B.This balance reflects the impact to the Company's valuation allowance on its deferred tax assets as a result of the disposal. As of October 31, 2021, the Company had a net deferred tax liability of $11,600 associated with IWCO. The Company determined that a valuation allowance in the same amount of IWCO’s full deferred tax liability was required, with a corresponding increase to income tax expense. The adjustment, which related to the income tax expense associated with the valuation allowance, was excluded from the unaudited pro forma condensed consolidated statements of operations for the three months ended October 31, 2021 and the fiscal year ended July 31, 2021 as the disposition does not have a continuing impact on the Company’s operations.

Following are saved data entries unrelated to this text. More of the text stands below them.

use axum::{
    Json,
    http::StatusCode,
    response::{IntoResponse, Response},
};
use sea_orm::DbErr;
use serde::Serialize;

use crate::services::phone_lookup::LookupError;
use crate::services::sms::SmsError;

/// Structured error response returned by all endpoints on failure.
#[derive(Serialize, utoipa::ToSchema)]
pub struct ErrorBody {
    /// Always `false`.
    #[schema(example = false)]
    pub success: bool,
    /// Human-readable error description.
    #[schema(example = "name is required")]
    pub error: String,
    /// Machine-readable error code. One of: `VALIDATION_ERROR`, `UNAUTHORIZED`,
    /// `INVALID_CREDENTIALS`, `TOKEN_INVALID`, `NOT_FOUND`, `CONFLICT`,
    /// `CODE_INVALID`, `CODE_EXPIRED`, `CODE_LOCKED`, `RATE_LIMITED`,
    /// `UPSTREAM_ERROR`, `INTERNAL_ERROR`.
    #[schema(example = "VALIDATION_ERROR")]
    pub code: &'static str,
    /// Attempts left before the verification code locks. Only set for `CODE_INVALID`.
    #[serde(rename = "remainingAttempts", skip_serializing_if = "Option::is_none")]
    pub remaining_attempts: Option<u32>,
}

/// Application-level error type.
#[derive(Debug)]
pub enum AppError {
    Validation(String),
    /// Admin cookie missing or wrong.
    Unauthorized,
    InvalidCredentials,
    /// Verification token missing, unknown or expired.
    TokenInvalid,
    NotFound(String),
    Conflict(String),
    /// Wrong verification code.
    CodeMismatch {
        remaining_attempts: u32,
    },
    /// Verification code missing or past its lifetime.
    CodeExpired,
    /// Too many failed verification attempts.
    Locked(String),
    /// Rate limit exceeded. Contains seconds until retry is allowed.
    RateLimited {
        retry_after: u64,
    },
    /// A third-party service (SMS gateway, carrier lookup) failed.
    Upstream(String),
    Internal(String),
}

impl AppError {
    /// Human-readable message, as it would appear in the response body.
    pub fn into_message(self) -> String {
        self.status_and_body().2
    }

    fn status_and_body(self) -> (StatusCode, &'static str, String) {
        match self {
            AppError::Validation(msg) => (StatusCode::BAD_REQUEST, "VALIDATION_ERROR", msg),
            AppError::Unauthorized => (
                StatusCode::UNAUTHORIZED,
                "UNAUTHORIZED",
                "Admin login required".into(),
            ),
            AppError::InvalidCredentials => (
                StatusCode::UNAUTHORIZED,
                "INVALID_CREDENTIALS",
                "Invalid password".into(),
            ),
            AppError::TokenInvalid => (
                StatusCode::UNAUTHORIZED,
                "TOKEN_INVALID",
                "Invalid or expired verification token".into(),
            ),
            AppError::NotFound(msg) => (StatusCode::NOT_FOUND, "NOT_FOUND", msg),
            AppError::Conflict(msg) => (StatusCode::CONFLICT, "CONFLICT", msg),
            AppError::CodeMismatch { remaining_attempts } => (
                StatusCode::BAD_REQUEST,
                "CODE_INVALID",
                format!("Incorrect code, {remaining_attempts} attempts remaining"),
            ),
            AppError::CodeExpired => (
                StatusCode::BAD_REQUEST,
                "CODE_EXPIRED",
                "Verification code expired or not requested".into(),
            ),
            AppError::Locked(msg) => (StatusCode::LOCKED, "CODE_LOCKED", msg),
            AppError::RateLimited { retry_after } => (
                StatusCode::TOO_MANY_REQUESTS,
                "RATE_LIMITED",
                format!("Rate limit exceeded. Try again in {} seconds", retry_after),
            ),
            AppError::Upstream(detail) => {
                tracing::warn!("Upstream error: {}", detail);
                (StatusCode::BAD_GATEWAY, "UPSTREAM_ERROR", detail)
            }
            AppError::Internal(detail) => {
                tracing::error!("Internal error: {}", detail);
                (
                    StatusCode::INTERNAL_SERVER_ERROR,
                    "INTERNAL_ERROR",
                    "An unexpected error occurred".into(),
                )
            }
        }
    }
}

impl IntoResponse for AppError {
    fn into_response(self) -> Response {
        let retry_after = if let AppError::RateLimited { retry_after } = &self {
            Some(*retry_after)
        } else {
            None
        };
        let remaining_attempts = if let AppError::CodeMismatch { remaining_attempts } = &self {
            Some(*remaining_attempts)
        } else {
            None
        };

        let (status, code, error) = self.status_and_body();
        let body = ErrorBody {
            success: false,
            error,
            code,
            remaining_attempts,
        };

        if let Some(seconds) = retry_after {
            (status, [("Retry-After", seconds.to_string())], Json(body)).into_response()
        } else {
            (status, Json(body)).into_response()
        }
    }
}

impl From<DbErr> for AppError {
    fn from(err: DbErr) -> Self {
        AppError::Internal(err.to_string())
    }
}

impl From<LookupError> for AppError {
    fn from(err: LookupError) -> Self {
        match err {
            LookupError::InvalidNumber(phone) => {
                AppError::Validation(format!("Invalid phone number: {phone}"))
            }
            other => AppError::Upstream(other.to_string()),
        }
    }
}

impl From<SmsError> for AppError {
    fn from(err: SmsError) -> Self {
        match err {
            SmsError::Client(e) => AppError::Internal(e.to_string()),
            other => AppError::Upstream(other.to_string()),
        }
    }
}
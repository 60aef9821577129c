use std::net::SocketAddr;

use reqwest::Client;
use sea_orm::DatabaseConnection;
use serde_json::{Value, json};
use tempfile::TempDir;

use portal_server::config::{
    AppConfig, AuthConfig, CorsConfig, DatabaseConfig, PhoneLookupConfig, ServerConfig, SmsConfig,
    VerificationConfig,
};
use portal_server::extractors::auth::VERIFY_TOKEN_HEADER;
use portal_server::services::verification::code_key;
use portal_server::state::AppState;

pub const ADMIN_PASSWORD: &str = "test-admin-password";

pub mod routes {
    pub const LOGIN: &str = "/api/auth/login";
    pub const LOGOUT: &str = "/api/auth/logout";
    pub const CHECK: &str = "/api/auth/check";
    pub const SEND_CODE: &str = "/api/auth/send-code";
    pub const VERIFY_CODE: &str = "/api/auth/verify-code";
    pub const REVOKE_TOKEN: &str = "/api/auth/revoke-token";
    pub const HEALTH: &str = "/api/health";

    pub const SMS_TEMPLATES: &str = "/api/sms/templates";
    pub const SMS_PREVIEW: &str = "/api/sms/preview";
    pub const SMS_SEND: &str = "/api/sms/send";
    pub const SMS_LOGS: &str = "/api/sms/logs";

    pub fn sms_template(id: i32) -> String {
        format!("/api/sms/templates/{id}")
    }

    pub const CATEGORIES: &str = "/api/training/categories";
    pub const SETS: &str = "/api/training/sets";
    pub const RECORDS: &str = "/api/training/records";

    pub fn category(id: i32) -> String {
        format!("/api/training/categories/{id}")
    }

    pub fn set(id: i32) -> String {
        format!("/api/training/sets/{id}")
    }

    pub fn set_questions(id: i32) -> String {
        format!("/api/training/sets/{id}/questions")
    }

    pub fn set_stats(id: i32) -> String {
        format!("/api/training/sets/{id}/stats")
    }

    pub fn record(id: i32) -> String {
        format!("/api/training/records/{id}")
    }

    pub const QUESTIONS: &str = "/api/admin/questions";
    pub const QUESTIONS_PARSE: &str = "/api/admin/questions/parse";
    pub const QUESTIONS_IMPORT: &str = "/api/admin/questions/import";
    pub const QUESTIONS_UPLOAD: &str = "/api/admin/questions/import/upload";

    pub fn question(id: i32) -> String {
        format!("/api/admin/questions/{id}")
    }

    pub const IMPORT_COMPANIES: &str = "/api/import/companies";
    pub const IMPORT_HISTORY: &str = "/api/import/history";

    pub fn import_history(id: i32) -> String {
        format!("/api/import/history/{id}")
    }

    pub fn company(id: i32) -> String {
        format!("/api/import/companies/{id}")
    }

    pub const PHONE_NUMBERS: &str = "/api/phone-numbers";
    pub const PHONE_BATCH: &str = "/api/phone-numbers/lookup/batch";

    pub fn phone_lookup(phone: &str) -> String {
        format!("/api/phone-numbers/lookup?phone={phone}")
    }

    pub fn phone_number(phone: &str) -> String {
        format!("/api/phone-numbers/{phone}")
    }

    pub const PROJECTS: &str = "/api/project-progress/projects";

    pub fn project(id: i32) -> String {
        format!("/api/project-progress/projects/{id}")
    }

    pub fn project_phases(id: i32) -> String {
        format!("/api/project-progress/projects/{id}/phases")
    }

    pub fn phase(id: i32) -> String {
        format!("/api/project-progress/phases/{id}")
    }

    pub fn phase_modules(id: i32) -> String {
        format!("/api/project-progress/phases/{id}/modules")
    }

    pub fn module(id: i32) -> String {
        format!("/api/project-progress/modules/{id}")
    }

    pub fn module_items(id: i32) -> String {
        format!("/api/project-progress/modules/{id}/items")
    }

    pub fn item(id: i32) -> String {
        format!("/api/project-progress/items/{id}")
    }

    pub fn item_status(id: i32) -> String {
        format!("/api/project-progress/items/{id}/status")
    }

    pub const SYSTEM_CONFIG: &str = "/api/system-config";

    pub fn system_config(key: &str) -> String {
        format!("/api/system-config/{key}")
    }
}

/// A running test server backed by its own SQLite file.
pub struct TestApp {
    pub addr: SocketAddr,
    /// Client with a cookie store, so a login sticks for later requests.
    pub client: Client,
    pub db: DatabaseConnection,
    pub state: AppState,
    _dir: TempDir,
}

/// Parsed HTTP response for test assertions.
pub struct TestResponse {
    pub status: u16,
    /// Raw response body as text.
    pub text: String,
    /// Parsed JSON body, or `Null` if the response is not valid JSON.
    pub body: Value,
    pub retry_after: Option<String>,
}

fn test_config(db_url: String) -> AppConfig {
    AppConfig {
        server: ServerConfig {
            host: "127.0.0.1".to_string(),
            port: 0,
            cors: CorsConfig {
                allow_origins: vec!["http://localhost:5173".to_string()],
                max_age: 3600,
            },
        },
        database: DatabaseConfig {
            url: db_url,
            max_connections: 5,
        },
        auth: AuthConfig {
            admin_password: ADMIN_PASSWORD.to_string(),
            cookie_name: "admin_auth".to_string(),
            cookie_max_age_days: 7,
        },
        verification: VerificationConfig::default(),
        sms: SmsConfig::default(),
        phone_lookup: PhoneLookupConfig::default(),
    }
}

impl TestApp {
    pub async fn spawn() -> Self {
        Self::spawn_with(|_| {}).await
    }

    /// Spawn with `configure` applied to the test configuration first.
    pub async fn spawn_with(configure: impl FnOnce(&mut AppConfig)) -> Self {
        let dir = tempfile::tempdir().expect("Failed to create temp dir");
        let db_url = format!(
            "sqlite://{}?mode=rwc",
            dir.path().join("portal.db").display()
        );

        let db = portal_server::database::init_db(&db_url, 5)
            .await
            .expect("Failed to initialize test database");
        portal_server::seed::seed_defaults(&db)
            .await
            .expect("Failed to seed test database");
        portal_server::seed::ensure_indexes(&db)
            .await
            .expect("Failed to create indexes");

        let mut config = test_config(db_url);
        configure(&mut config);
        let state = AppState::new(db.clone(), config).expect("Failed to build app state");
        let app = portal_server::build_router(state.clone());

        let listener = tokio::net::TcpListener::bind("127.0.0.1:0")
            .await
            .expect("Failed to bind to random port");
        let addr = listener.local_addr().unwrap();

        tokio::spawn(async move {
            axum::serve(listener, app).await.unwrap();
        });

        Self {
            addr,
            client: Client::builder()
                .cookie_store(true)
                .build()
                .expect("Failed to build client"),
            db,
            state,
            _dir: dir,
        }
    }

    fn url(&self, path: &str) -> String {
        format!("http://{}{}", self.addr, path)
    }

    pub async fn get(&self, path: &str) -> TestResponse {
        let res = self
            .client
            .get(self.url(path))
            .send()
            .await
            .expect("Failed to send GET request");

        TestResponse::from_response(res).await
    }

    pub async fn post(&self, path: &str, body: &Value) -> TestResponse {
        let res = self
            .client
            .post(self.url(path))
            .json(body)
            .send()
            .await
            .expect("Failed to send POST request");

        TestResponse::from_response(res).await
    }

    pub async fn post_with_verify_token(&self, path: &str, body: &Value, token: &str) -> TestResponse {
        let res = self
            .client
            .post(self.url(path))
            .header(VERIFY_TOKEN_HEADER, token)
            .json(body)
            .send()
            .await
            .expect("Failed to send POST request");

        TestResponse::from_response(res).await
    }

    pub async fn put(&self, path: &str, body: &Value) -> TestResponse {
        let res = self
            .client
            .put(self.url(path))
            .json(body)
            .send()
            .await
            .expect("Failed to send PUT request");

        TestResponse::from_response(res).await
    }

    pub async fn patch(&self, path: &str, body: &Value) -> TestResponse {
        let res = self
            .client
            .patch(self.url(path))
            .json(body)
            .send()
            .await
            .expect("Failed to send PATCH request");

        TestResponse::from_response(res).await
    }

    pub async fn delete(&self, path: &str) -> TestResponse {
        let res = self
            .client
            .delete(self.url(path))
            .send()
            .await
            .expect("Failed to send DELETE request");

        TestResponse::from_response(res).await
    }

    pub async fn upload_html(&self, path: &str, html: &str, set_id: i32) -> TestResponse {
        let part = reqwest::multipart::Part::bytes(html.as_bytes().to_vec())
            .file_name("questions.html")
            .mime_str("text/html")
            .expect("Failed to set MIME type");
        let form = reqwest::multipart::Form::new()
            .part("file", part)
            .text("set_id", set_id.to_string());

        let res = self
            .client
            .post(self.url(path))
            .multipart(form)
            .send()
            .await
            .expect("Failed to send multipart upload request");

        TestResponse::from_response(res).await
    }

    /// Log in with the admin password; the cookie is kept by the client.
    pub async fn login(&self) {
        let res = self
            .post(routes::LOGIN, &json!({ "password": ADMIN_PASSWORD }))
            .await;
        assert_eq!(res.status, 200, "Login failed: {}", res.text);
    }

    /// Request a code for the session/page pair and read it back from the store.
    pub async fn send_code(&self, session_id: &str, page_url: &str) -> String {
        let res = self
            .post(
                routes::SEND_CODE,
                &json!({ "sessionId": session_id, "pageUrl": page_url }),
            )
            .await;
        assert_eq!(res.status, 200, "send-code failed: {}", res.text);

        self.state
            .verification
            .get_code(&code_key(session_id, page_url))
            .expect("Code should be stored after send-code")
    }

    /// Log in, send and verify a code, returning the verification token.
    pub async fn verified_token(&self) -> String {
        self.login().await;
        let code = self.send_code("session-1", "/sms").await;
        let res = self
            .post(
                routes::VERIFY_CODE,
                &json!({ "sessionId": "session-1", "pageUrl": "/sms", "code": code }),
            )
            .await;
        assert_eq!(res.status, 200, "verify-code failed: {}", res.text);
        res.body["data"]["token"]
            .as_str()
            .expect("verify-code should return a token")
            .to_string()
    }

    /// Create a question set and return its `id`. Requires a prior login.
    pub async fn create_set(&self, name: &str) -> i32 {
        let res = self
            .post(
                routes::SETS,
                &json!({ "name": name, "description": "Quarterly safety quiz" }),
            )
            .await;
        assert_eq!(res.status, 201, "create_set failed: {}", res.text);
        res.id()
    }

    /// Create a question in `set_id` and return its `id`. Requires a prior login.
    pub async fn create_question(&self, set_id: i32, text: &str, answer: &str) -> i32 {
        let res = self
            .post(
                routes::QUESTIONS,
                &json!({
                    "set_id": set_id,
                    "question_text": text,
                    "option_a": "Option A",
                    "option_b": "Option B",
                    "option_c": "Option C",
                    "option_d": "Option D",
                    "correct_answer": answer,
                }),
            )
            .await;
        assert_eq!(res.status, 201, "create_question failed: {}", res.text);
        res.id()
    }

    /// Create a project and return its `id`. Requires a prior login.
    pub async fn create_project(&self, name: &str) -> i32 {
        let res = self.post(routes::PROJECTS, &json!({ "name": name })).await;
        assert_eq!(res.status, 201, "create_project failed: {}", res.text);
        res.id()
    }
}

impl TestResponse {
    pub async fn from_response(res: reqwest::Response) -> Self {
        let status = res.status().as_u16();
        let retry_after = res
            .headers()
            .get("retry-after")
            .and_then(|v| v.to_str().ok())
            .map(str::to_string);
        let text = res.text().await.unwrap_or_default();
        let body = serde_json::from_str(&text).unwrap_or(Value::Null);
        Self {
            status,
            text,
            body,
            retry_after,
        }
    }

    /// `data` of the success envelope.
    pub fn data(&self) -> &Value {
        &self.body["data"]
    }

    pub fn id(&self) -> i32 {
        self.body["data"]["id"]
            .as_i64()
            .expect("response data should contain 'id'") as i32
    }
}
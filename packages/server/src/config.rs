use config::{Config, ConfigError, Environment, File};
use serde::Deserialize;

#[derive(Debug, Deserialize, Clone)]
pub struct CorsConfig {
    pub allow_origins: Vec<String>,
    pub max_age: u64,
}

#[derive(Debug, Deserialize, Clone)]
pub struct ServerConfig {
    pub host: String,
    pub port: u16,
    pub cors: CorsConfig,
}

#[derive(Debug, Deserialize, Clone)]
pub struct DatabaseConfig {
    pub url: String,
    #[serde(default = "default_max_connections")]
    pub max_connections: u32,
}

fn default_max_connections() -> u32 {
    10
}

#[derive(Debug, Deserialize, Clone)]
pub struct AuthConfig {
    /// Shared admin password. The login cookie carries this value verbatim.
    pub admin_password: String,
    #[serde(default = "default_cookie_name")]
    pub cookie_name: String,
    #[serde(default = "default_cookie_max_age_days")]
    pub cookie_max_age_days: i64,
}

fn default_cookie_name() -> String {
    "admin_auth".into()
}
fn default_cookie_max_age_days() -> i64 {
    7
}

/// Lifetimes and limits for the in-memory verification store.
#[derive(Debug, Deserialize, Clone)]
pub struct VerificationConfig {
    /// How long a sent code stays valid. Default: 300.
    #[serde(default = "default_code_ttl_secs")]
    pub code_ttl_secs: u64,
    /// How long an issued admin token stays valid. Default: 43200 (12h).
    #[serde(default = "default_token_ttl_secs")]
    pub token_ttl_secs: u64,
    /// Failed attempts allowed before a code is locked. Default: 5.
    #[serde(default = "default_max_attempts")]
    pub max_attempts: u32,
    /// Minimum gap between two sends for the same key. Default: 60.
    #[serde(default = "default_send_interval_secs")]
    pub send_interval_secs: u64,
    /// How often the sweeper removes expired entries. Default: 300.
    #[serde(default = "default_sweep_interval_secs")]
    pub sweep_interval_secs: u64,
}

fn default_code_ttl_secs() -> u64 {
    300
}
fn default_token_ttl_secs() -> u64 {
    12 * 60 * 60
}
fn default_max_attempts() -> u32 {
    5
}
fn default_send_interval_secs() -> u64 {
    60
}
fn default_sweep_interval_secs() -> u64 {
    300
}

impl Default for VerificationConfig {
    fn default() -> Self {
        Self {
            code_ttl_secs: default_code_ttl_secs(),
            token_ttl_secs: default_token_ttl_secs(),
            max_attempts: default_max_attempts(),
            send_interval_secs: default_send_interval_secs(),
            sweep_interval_secs: default_sweep_interval_secs(),
        }
    }
}

/// SMS gateway settings. Without `gateway_url` messages are logged, not sent.
#[derive(Debug, Deserialize, Clone)]
pub struct SmsConfig {
    pub gateway_url: Option<String>,
    pub api_key: Option<String>,
    #[serde(default)]
    pub sign_name: String,
    /// Recipient of admin verification codes.
    pub admin_phone: Option<String>,
    #[serde(default = "default_sms_timeout_secs")]
    pub timeout_secs: u64,
}

fn default_sms_timeout_secs() -> u64 {
    10
}

impl Default for SmsConfig {
    fn default() -> Self {
        Self {
            gateway_url: None,
            api_key: None,
            sign_name: String::new(),
            admin_phone: None,
            timeout_secs: default_sms_timeout_secs(),
        }
    }
}

#[derive(Debug, Deserialize, Clone)]
pub struct PhoneLookupConfig {
    /// Remote carrier lookup endpoint. The built-in prefix table is used when absent or failing.
    pub provider_url: Option<String>,
    #[serde(default = "default_cache_capacity")]
    pub cache_capacity: usize,
    #[serde(default = "default_cache_ttl_days")]
    pub cache_ttl_days: i64,
    #[serde(default = "default_lookup_timeout_secs")]
    pub timeout_secs: u64,
}

fn default_cache_capacity() -> usize {
    1024
}
fn default_cache_ttl_days() -> i64 {
    30
}
fn default_lookup_timeout_secs() -> u64 {
    5
}

impl Default for PhoneLookupConfig {
    fn default() -> Self {
        Self {
            provider_url: None,
            cache_capacity: default_cache_capacity(),
            cache_ttl_days: default_cache_ttl_days(),
            timeout_secs: default_lookup_timeout_secs(),
        }
    }
}

#[derive(Debug, Deserialize, Clone)]
pub struct AppConfig {
    pub server: ServerConfig,
    pub database: DatabaseConfig,
    pub auth: AuthConfig,
    #[serde(default)]
    pub verification: VerificationConfig,
    #[serde(default)]
    pub sms: SmsConfig,
    #[serde(default)]
    pub phone_lookup: PhoneLookupConfig,
}

impl AppConfig {
    pub fn load() -> Result<Self, ConfigError> {
        let s = Config::builder()
            .set_default("server.host", "127.0.0.1")?
            .set_default("server.port", 3000)?
            .set_default("server.cors.allow_origins", Vec::<String>::new())?
            .set_default("server.cors.max_age", 3600)?
            .set_default("database.url", "sqlite://portal.db?mode=rwc")?
            // Load from config/config.toml
            .add_source(File::with_name("config/config").required(false))
            // Override from environment (e.g., PORTAL__AUTH__ADMIN_PASSWORD)
            .add_source(Environment::with_prefix("PORTAL").separator("__"))
            .build()?;

        s.try_deserialize()
    }
}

C.Reflects termination of the intercompany Management Services Agreement, dated as of October 1, 2018 (“Management Agreement”). Pursuant to the Management Agreement, IWCO paid the Company a fixed monthly fee in the amount of approximately $417 in consideration for management services provided. During the fiscal quarter ended October 31, 2021 and year ended July 31, 2021, IWCO recognized expenses of $1,250 and $5,000, respectively, related to the Management Agreement.
D.Reflects termination of the U.S. Federal Income Tax Sharing Agreement, dated as of December 15, 2017 (“Tax Sharing Agreement”). IWCO was part of the consolidated tax returns that the Company files in the U.S. Federal jurisdiction and various state jurisdictions. Pursuant to the Tax Sharing Agreement IWCO recognized expense of $1,948 and $4,393 for the fiscal quarter ended October 31, 2021 and fiscal year ended July 31, 2021, respectively.
E.The income tax effects of pro forma adjustments are recorded at the applicable statutory tax rates, net of adjustments to the Company’s valuation allowance, resulting in an overall tax impact of zero on the unaudited pro forma condensed consolidated statements of operations.
F.This balance represents the net gain on the disposal of IWCO in accordance with SEC Regulation S-X Article 11. Adjustments related to the gain on the disposal of IWCO were excluded from the unaudited pro forma condensed consolidated statements of operations for the three months ended October 31, 2021 and the fiscal year ended July 31, 2021 as the disposition does not have a continuing impact on the Company’s operations. The reconciliation of the net gain is as follows:
| | | | | |
Gross proceeds: | $ | — | |
Less: | |
Net liabilities of IWCO | 16,881 | |
Income tax on gain | — | |
Net gain on disposal | $ | 16,881 | |
| |
The gross proceeds on disposal reflect the estimated fair value of zero of the Subordinated Note as described under Note A. The Company has assumed there would not be a taxable gain on disposal as if it occurred on October 31, 2021. The gain on disposal, based on the October 31, 2021 balance sheet, will likely be different from the actual gain on disposal that would be realized at the closing of the disposition because of the differences in the carrying values of assets and liabilities at the closing date.